Vaccino antitubercolare più efficace con la somministrazione endovena anziché intradermica: lo hanno scoperto scienziati americani
Ricercatori Usa afferenti al NIAID (NIH’s National Institute of Allergy and Infectious Diseases) hanno dimostrato, in uno studio recentemente pubblicato su Nature, che il semplice cambiamento della posologia e della modalità di somministrazione del vaccino antitubercolare attualmente disponibile da intradermico a endovena sarebbe in grado di aumentare la protezione di un modello animale (macachi rhesus) dal rischio di infezione da M. tuberculosis, l’agente eziologico responsabile della tubercolosi.
Lo studio getta nuova luce sulla comprensione dei meccanismi di protezione dall’infezione e dalla malattia indotti dal vaccino antitubercolare vivo attenuato, il BCG (bacillo di Calmette-Guerin) e suffraga la messa a punto di trial clinici sulla somministrazione endovena di questo vaccino, al fine di determinarne la superiore efficacia anche nell’uomo.
I presupposti dello studio
Perché il vaccino antitubercolare possa controllare l’infezione da M. tuberculosis e prevenire la malattia clinica, è necessario che induca una risposta forte e sostenuta da parte delle cellule T del sistema immunitario, con particolare riferimento a quelle del polmone.
Il vaccino BCG è disponibile ormai da un secolo e risulta essere tra i vaccini più largamente utilizzati a livello globale.
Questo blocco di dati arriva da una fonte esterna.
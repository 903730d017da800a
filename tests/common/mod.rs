//! Stand-in for the LinkVault backend: an axum app answering from a fixed
//! route table and recording every request it sees.

#![allow(dead_code)]

use std::sync::{Arc, Mutex};
use std::thread;

use axum::Router;
use axum::body::Bytes;
use axum::extract::State;
use axum::http::{HeaderMap, Method, StatusCode, Uri, header};
use axum::response::IntoResponse;

#[derive(Debug, Clone)]
pub struct Recorded {
    pub method: String,
    /// Path including the query string.
    pub path: String,
    pub content_type: Option<String>,
    pub body: String,
}

#[derive(Debug, Clone)]
pub struct Route {
    method: &'static str,
    path: String,
    status: u16,
    body: String,
}

pub fn route(method: &'static str, path: &str, status: u16, body: &str) -> Route {
    Route { method, path: path.to_string(), status, body: body.to_string() }
}

struct Stub {
    routes: Vec<Route>,
    requests: Mutex<Vec<Recorded>>,
}

pub struct StubServer {
    pub base: String,
    stub: Arc<Stub>,
}

impl StubServer {
    pub fn start(routes: Vec<Route>) -> Self {
        // Bound here so the address is known before the server thread runs.
        let listener = std::net::TcpListener::bind("127.0.0.1:0").expect("bind");
        listener.set_nonblocking(true).expect("nonblocking");
        let addr = listener.local_addr().expect("addr");

        let stub = Arc::new(Stub { routes, requests: Mutex::new(Vec::new()) });
        let app = Router::new().fallback(answer).with_state(Arc::clone(&stub));

        thread::spawn(move || {
            let runtime = tokio::runtime::Builder::new_current_thread()
                .enable_all()
                .build()
                .expect("runtime");
            runtime.block_on(async move {
                let listener = tokio::net::TcpListener::from_std(listener).expect("listener");
                axum::serve(listener, app).await.expect("serve");
            });
        });

        Self { base: format!("http://{addr}"), stub }
    }

    pub fn requests(&self) -> Vec<Recorded> {
        self.stub.requests.lock().unwrap().clone()
    }

    /// `METHOD path` for each request, in arrival order.
    pub fn request_lines(&self) -> Vec<String> {
        self.requests()
            .iter()
            .map(|r| format!("{} {}", r.method, r.path))
            .collect()
    }
}

// Recorded before replying so a client that has its answer always finds
// the request in the log.
async fn answer(
    State(stub): State<Arc<Stub>>,
    method: Method,
    uri: Uri,
    headers: HeaderMap,
    body: Bytes,
) -> impl IntoResponse {
    let path = uri
        .path_and_query()
        .map(|pq| pq.as_str().to_string())
        .unwrap_or_else(|| uri.path().to_string());

    let (status, reply) = stub
        .routes
        .iter()
        .find(|r| r.method == method.as_str() && r.path == path)
        .map(|r| (r.status, r.body.clone()))
        .unwrap_or((404, r#"{"detail":"Not Found"}"#.to_string()));

    stub.requests.lock().unwrap().push(Recorded {
        method: method.to_string(),
        path,
        content_type: headers
            .get(header::CONTENT_TYPE)
            .and_then(|v| v.to_str().ok())
            .map(str::to_string),
        body: String::from_utf8_lossy(&body).into_owned(),
    });

    (
        StatusCode::from_u16(status).unwrap_or(StatusCode::INTERNAL_SERVER_ERROR),
        [(header::CONTENT_TYPE, "application/json")],
        reply,
    )
}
Il problema è che la sua efficacia è soggetta ad ampi range di oscillazione in quanto potrebbe non essere in grado di generare un numero di cellule T sufficienti a livello polmonare.
L’idea di sperimentare una modalità di somministrazione endovena di questo vaccino è venuta da precedenti osservazioni condotte da uno degli autori di questo studio, che avevano documentato la miglior efficacia del vaccino antimalarico endovena sia in modelli animali che nell’uomo.
Lo studio
I ricercatori hanno raggruppato la loro colonia di scimmie in 6 gruppi, per verificare se la modalità di somministrazione endovena fosse più efficace dei quella intradermica o per aerosol anche nella Tb, in termini di risposta immunitaria e a livello polmonare a 24 settimane.
Dai risultati è emerso che il vaccino endovena era il solo a garantire i livelli più elevati e duraturi di cellule T sia a livello ematico che polmonare.
Sei mesi dopo la vaccinazione, i ricercatori hanno esposto gli animali vaccinati (insieme ad un gruppo controllo di scimme non vaccinate) all’agente eziologico della Tb, introducendo il batterio patogeno direttamente a livello polmonare, e hanno monitorato questi animali per la presenza di segnali di infezione fino a 3 mesi.
In questo modo hanno osservato che:
– 9 scimmie su 10 vaccinate con il vaccino BCG antitubercolare erano protette in modo elevato
– 6 scimmie non mostravano segni di infezione documentabile a livello tissutale
– 3 scimmie mostravano una conta molto ridotta di batterio infettante a livello del tessuto polmonare
Tutti gli animali non vaccinati e quelli immunizzati per via intradermica o per aerosol, invece, mostravano segni di infezione significativamente severa.
Nel commentare i risultati, i ricercatori hanno ipotizzato che la ragione principale della maggior efficacia della modalità di somministrazione endovena risiede nel fatto che il vaccino viaggia velocemente in circolo per raggiungere i polmoni, i linfonodi e la milza, innescando l’attività delle cellule T.
In conclusione, lo studio ha dimostrato che il vaccino BCG somministrato endovena conferisce un grado di protezione dall’infezione di Tb senza precedenti rispetto alle altre modalità di somministrazione standard di questo vaccino.
Il prossimo obiettivo dei ricercatori è, ora, quello di verificare se dosi più ridotte di vaccino BCG somministrato endovena possano garantire lo stesso livello di protezione osservato in questo studio senza dar luogo ad effetti collaterali, rappresentati, prevalentemente, dallo sviluppo di un’infiammazione temporanea ai polmoni.
Inoltre, perché il passaggio all’uomo del vaccino BCG endovena diventi realtà, è necessario anche determinare non solo la sicurezza di questa prassi vaccinale, ma anche la sua praticità, essendo noto come la somministrazione endovena di un vaccino di questo tipo richieda maggiore perizia e si accompagni ad un rischio più elevato di infezione.